Sözkonusu Rimbaud gibi bir 'göktaşı' olunca insan
ne diyeceğini bilemiyor… Kitapta yer alan mektup ve şiirlerde 17 yaşındaki
birinin yazdıklarını okuyor olmanın şaşkınlığı, ürkütücülüğü bir yana, beni en
çok sarsan bilgi meşhur "Çalınmış Yürek" şiirinin geçirdiği değişim ve
tarihsel arka planı hakkındaki bilgiler oldu. Mektupta şiirin başlığı
"Yürek İşkencede". Sonra "Soytarının Yüreği" oluyor ve
bugün bildiğimiz hâliyle: "Çalınmış Yürek"
Tam da
düşlediği şey/yer mahvetmiş şairi: Paris Komünü’nde çocuksu ifadesi ve uzun saçlarıyla
alaylanmış Rimbaud, çiğnenmiş tütünleri tükürmüşler suratına, taciz etmişler.

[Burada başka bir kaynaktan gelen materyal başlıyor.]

//! [`LayoutStore`]: one in-memory working map, one durable blob.

use std::sync::{Arc, Mutex, MutexGuard, PoisonError, RwLock};

use gitclock_common::{CommitOrigin, Event, EventBus};
use gitclock_platform::PreferenceStore;
use tokio::sync::watch;
use tracing::{debug, info, warn};

use crate::error::LayoutError;
use crate::model::{DecodedLayout, Layout, LayoutMap};
use crate::widget::WidgetId;

/// Preference key holding the JSON-encoded [`LayoutMap`].
pub const LAYOUT_KEY: &str = "layout_config";

/// Last state known to be on disk.
#[derive(Default)]
struct Durable {
    map: LayoutMap,
    /// Raw stored blob, used to tell our own writes from external ones.
    blob: Option<String>,
}

/// Single source of truth for widget layouts on this device.
///
/// The working map is what the device renders: committed entries plus any
/// native edits not yet committed. The durable side is guarded by its own
/// mutex, held for the whole of every commit and reload, so storage is
/// never written or read by two operations at once. Lock order is always
/// durable before working.
pub struct LayoutStore {
    prefs: Arc<dyn PreferenceStore>,
    working: RwLock<LayoutMap>,
    durable: Mutex<Durable>,
    committed_tx: watch::Sender<LayoutMap>,
    events: Option<Arc<EventBus>>,
}

impl LayoutStore {
    /// Open the store and load whatever is currently persisted.
    pub fn open(prefs: Arc<dyn PreferenceStore>) -> Self {
        let (committed_tx, _rx) = watch::channel(LayoutMap::new());
        let store = Self {
            prefs,
            working: RwLock::new(LayoutMap::new()),
            durable: Mutex::new(Durable::default()),
            committed_tx,
            events: None,
        };
        store.reload();
        store
    }

    /// Publish commit/reload/reset events on `events`.
    pub fn with_events(mut self, events: Arc<EventBus>) -> Self {
        self.events = Some(events);
        self
    }

    /// The preference store backing this layout store.
    pub fn preferences(&self) -> &Arc<dyn PreferenceStore> {
        &self.prefs
    }

    // -- Reads --

    /// Stored layout for `id`, or its built-in default. Never fails.
    pub fn get(&self, id: WidgetId) -> Layout {
        self.read_working().resolve(id)
    }

    /// Copy of the working map, including uncommitted native edits.
    pub fn snapshot(&self) -> LayoutMap {
        self.read_working().clone()
    }

    /// Copy of the last committed map.
    pub fn committed(&self) -> LayoutMap {
        self.committed_tx.borrow().clone()
    }

    /// Watch the committed map. Every subscriber eventually sees the latest commit.
    pub fn subscribe(&self) -> watch::Receiver<LayoutMap> {
        self.committed_tx.subscribe()
    }

    // -- In-memory edits --

    /// Replace position and scale for `id`, keeping its rotation. Not durable.
    pub fn upsert(&self, id: WidgetId, x: f64, y: f64, scale: f64) {
        let mut working = self.write_working();
        let rotation = working.resolve(id).rotation;
        working.insert(
            id,
            Layout {
                x,
                y,
                scale,
                rotation,
            },
        );
    }

    /// Replace the whole entry for `id`. Not durable.
    pub fn put(&self, id: WidgetId, layout: Layout) {
        self.write_working().insert(id, layout);
    }

    // -- Durable operations --

    /// Write the working map through to storage.
    ///
    /// Native edits are applied on top of what storage holds right now, so
    /// entries another writer committed since this store last looked are
    /// kept rather than overwritten with stale values.
    pub fn commit(&self) -> Result<(), LayoutError> {
        let mut durable = self.lock_durable();
        let mut working = self.write_working();
        let edits = native_edits(&working, &durable.map);
        let mut next = self.stored_base(&durable);
        next.merge(&edits);
        self.write_locked(&mut durable, next.clone())?;
        *working = next;
        drop(working);
        info!(
            edited = edits.len(),
            entries = durable.map.len(),
            "layout committed"
        );
        self.emit(Event::LayoutCommitted {
            origin: CommitOrigin::Native,
        });
        Ok(())
    }

    /// Apply `entries` and commit them at once.
    ///
    /// Only `entries` are written on top of what storage holds, so
    /// uncommitted native edits to other widgets stay local to the device.
    pub fn commit_entries(&self, entries: &LayoutMap) -> Result<(), LayoutError> {
        let mut durable = self.lock_durable();
        let mut working = self.write_working();
        let edits = native_edits(&working, &durable.map);
        let mut next = self.stored_base(&durable);
        next.merge(entries);
        self.write_locked(&mut durable, next.clone())?;
        *working = next;
        for (id, layout) in edits.iter() {
            if entries.entry(id).is_none() {
                working.insert(id, *layout);
            }
        }
        drop(working);
        info!(
            updated = entries.len(),
            entries = durable.map.len(),
            "remote layout committed"
        );
        self.emit(Event::LayoutCommitted {
            origin: CommitOrigin::Remote,
        });
        Ok(())
    }

    /// Drop every entry so all widgets use their defaults, and commit.
    pub fn reset(&self) -> Result<(), LayoutError> {
        let mut durable = self.lock_durable();
        self.write_locked(&mut durable, LayoutMap::new())?;
        self.write_working().clear();
        info!("layout reset to defaults");
        self.emit(Event::LayoutReset);
        Ok(())
    }

    /// Replace the in-memory state with what storage holds.
    ///
    /// Unreadable or invalid stored data is treated as absent: the map
    /// becomes empty and every widget falls back to its default.
    pub fn reload(&self) {
        let mut durable = self.lock_durable();
        let blob = self.read_blob();
        let map = self.load_locked(&mut durable, blob);
        *self.write_working() = map;
        self.emit(Event::LayoutReloaded);
    }

    /// Reload only if storage differs from what this store last wrote or read.
    ///
    /// Returns `true` when a reload happened. Used on filesystem change
    /// notifications, which also fire for this store's own commits.
    /// Uncommitted native edits survive and stay on top of the new state.
    pub fn reload_if_changed(&self) -> bool {
        let mut durable = self.lock_durable();
        let blob = self.read_blob();
        if blob == durable.blob {
            debug!("storage unchanged, skipping reload");
            return false;
        }
        info!("layout changed externally, reloading");
        let mut working = self.write_working();
        let edits = native_edits(&working, &durable.map);
        *working = self.load_locked(&mut durable, blob);
        if !edits.is_empty() {
            debug!(kept = edits.len(), "kept uncommitted native edits");
            working.merge(&edits);
        }
        drop(working);
        self.emit(Event::LayoutReloaded);
        true
    }

    // -- Internals --

    /// The committed map as storage holds it now.
    ///
    /// Falls back to the last known map when storage cannot be read or
    /// decoded; the following write reports any real storage fault.
    fn stored_base(&self, durable: &Durable) -> LayoutMap {
        let blob = match self.prefs.get(LAYOUT_KEY) {
            Ok(blob) => blob,
            Err(e) => {
                warn!("failed to read stored layout before commit: {e}");
                return durable.map.clone();
            }
        };
        if blob == durable.blob {
            return durable.map.clone();
        }
        match blob.as_deref() {
            None => {
                info!("stored layout was cleared externally");
                LayoutMap::new()
            }
            Some(raw) => match DecodedLayout::from_json(raw) {
                Ok(decoded) => {
                    info!("stored layout changed externally, merging");
                    decoded.map
                }
                Err(e) => {
                    warn!("stored layout unusable ({e}), keeping last known");
                    durable.map.clone()
                }
            },
        }
    }

    fn write_locked(&self, durable: &mut Durable, map: LayoutMap) -> Result<(), LayoutError> {
        let blob = map.to_json();
        self.prefs.put(LAYOUT_KEY, &blob)?;
        durable.blob = Some(blob);
        durable.map = map.clone();
        self.committed_tx.send_replace(map);
        Ok(())
    }

    /// Adopt `blob` as the committed state and return the decoded map.
    fn load_locked(&self, durable: &mut Durable, blob: Option<String>) -> LayoutMap {
        let map = match blob.as_deref() {
            None => LayoutMap::new(),
            Some(raw) => match DecodedLayout::from_json(raw) {
                Ok(decoded) => decoded.map,
                Err(e) => {
                    warn!("stored layout unusable ({e}), falling back to defaults");
                    LayoutMap::new()
                }
            },
        };
        debug!(entries = map.len(), "layout loaded from storage");
        durable.map = map.clone();
        durable.blob = blob;
        self.committed_tx.send_replace(map.clone());
        map
    }

    fn read_blob(&self) -> Option<String> {
        match self.prefs.get(LAYOUT_KEY) {
            Ok(blob) => blob,
            Err(e) => {
                warn!("failed to read stored layout: {e}");
                None
            }
        }
    }

    fn emit(&self, event: Event) {
        if let Some(events) = &self.events {
            events.publish(event);
        }
    }

    fn lock_durable(&self) -> MutexGuard<'_, Durable> {
        self.durable.lock().unwrap_or_else(PoisonError::into_inner)
    }

    fn read_working(&self) -> std::sync::RwLockReadGuard<'_, LayoutMap> {
        self.working.read().unwrap_or_else(PoisonError::into_inner)
    }

    fn write_working(&self) -> std::sync::RwLockWriteGuard<'_, LayoutMap> {
        self.working.write().unwrap_or_else(PoisonError::into_inner)
    }
}

/// Entries of `working` that differ from the `committed` map.
fn native_edits(working: &LayoutMap, committed: &LayoutMap) -> LayoutMap {
    working
        .iter()
        .filter(|(id, layout)| committed.entry(*id) != Some(*layout))
        .map(|(id, layout)| (id, *layout))
        .collect()
}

Yüreğini çalmışlar şairin… Ne taşra sıkıntısı içinde işkence gördüğünü düşünen
biridir artık ne de ‘devrimin soytarısı’. Yürek ki paramparçadır!
"Ey abrakadabracı dalgalar,
Alın şu yüreğimi yıkansın!
...
Görünce dibi bu çiğnenen tütünler
Ne olacak hâlim, ey çalınmış yürek?"
4 yıl sonra her
şeyi; şiiri ve Paris’i geride bırakıp 'arpalık' biriktirmek için Kıbrıs, Mısır
ve oradan da –yıllar sonra Paul Nizan’ın da yolunu düşüreceği– Aden’e uzanacak
10 yıldan fazla süren –silah kaçakçılığı da dâhil– kirli bir ticaret hayatını
tercih eder Rimbaud. 10 Kasım 1891’de henüz 37 yaşındayken öldüğünde 36.000
Frank biriktirmiştir.
●◇●
Her kuşak
sevdiği şairleri, yazarları kendi dilinden (kendi dilinin 'taşıyıcı'larından) okur.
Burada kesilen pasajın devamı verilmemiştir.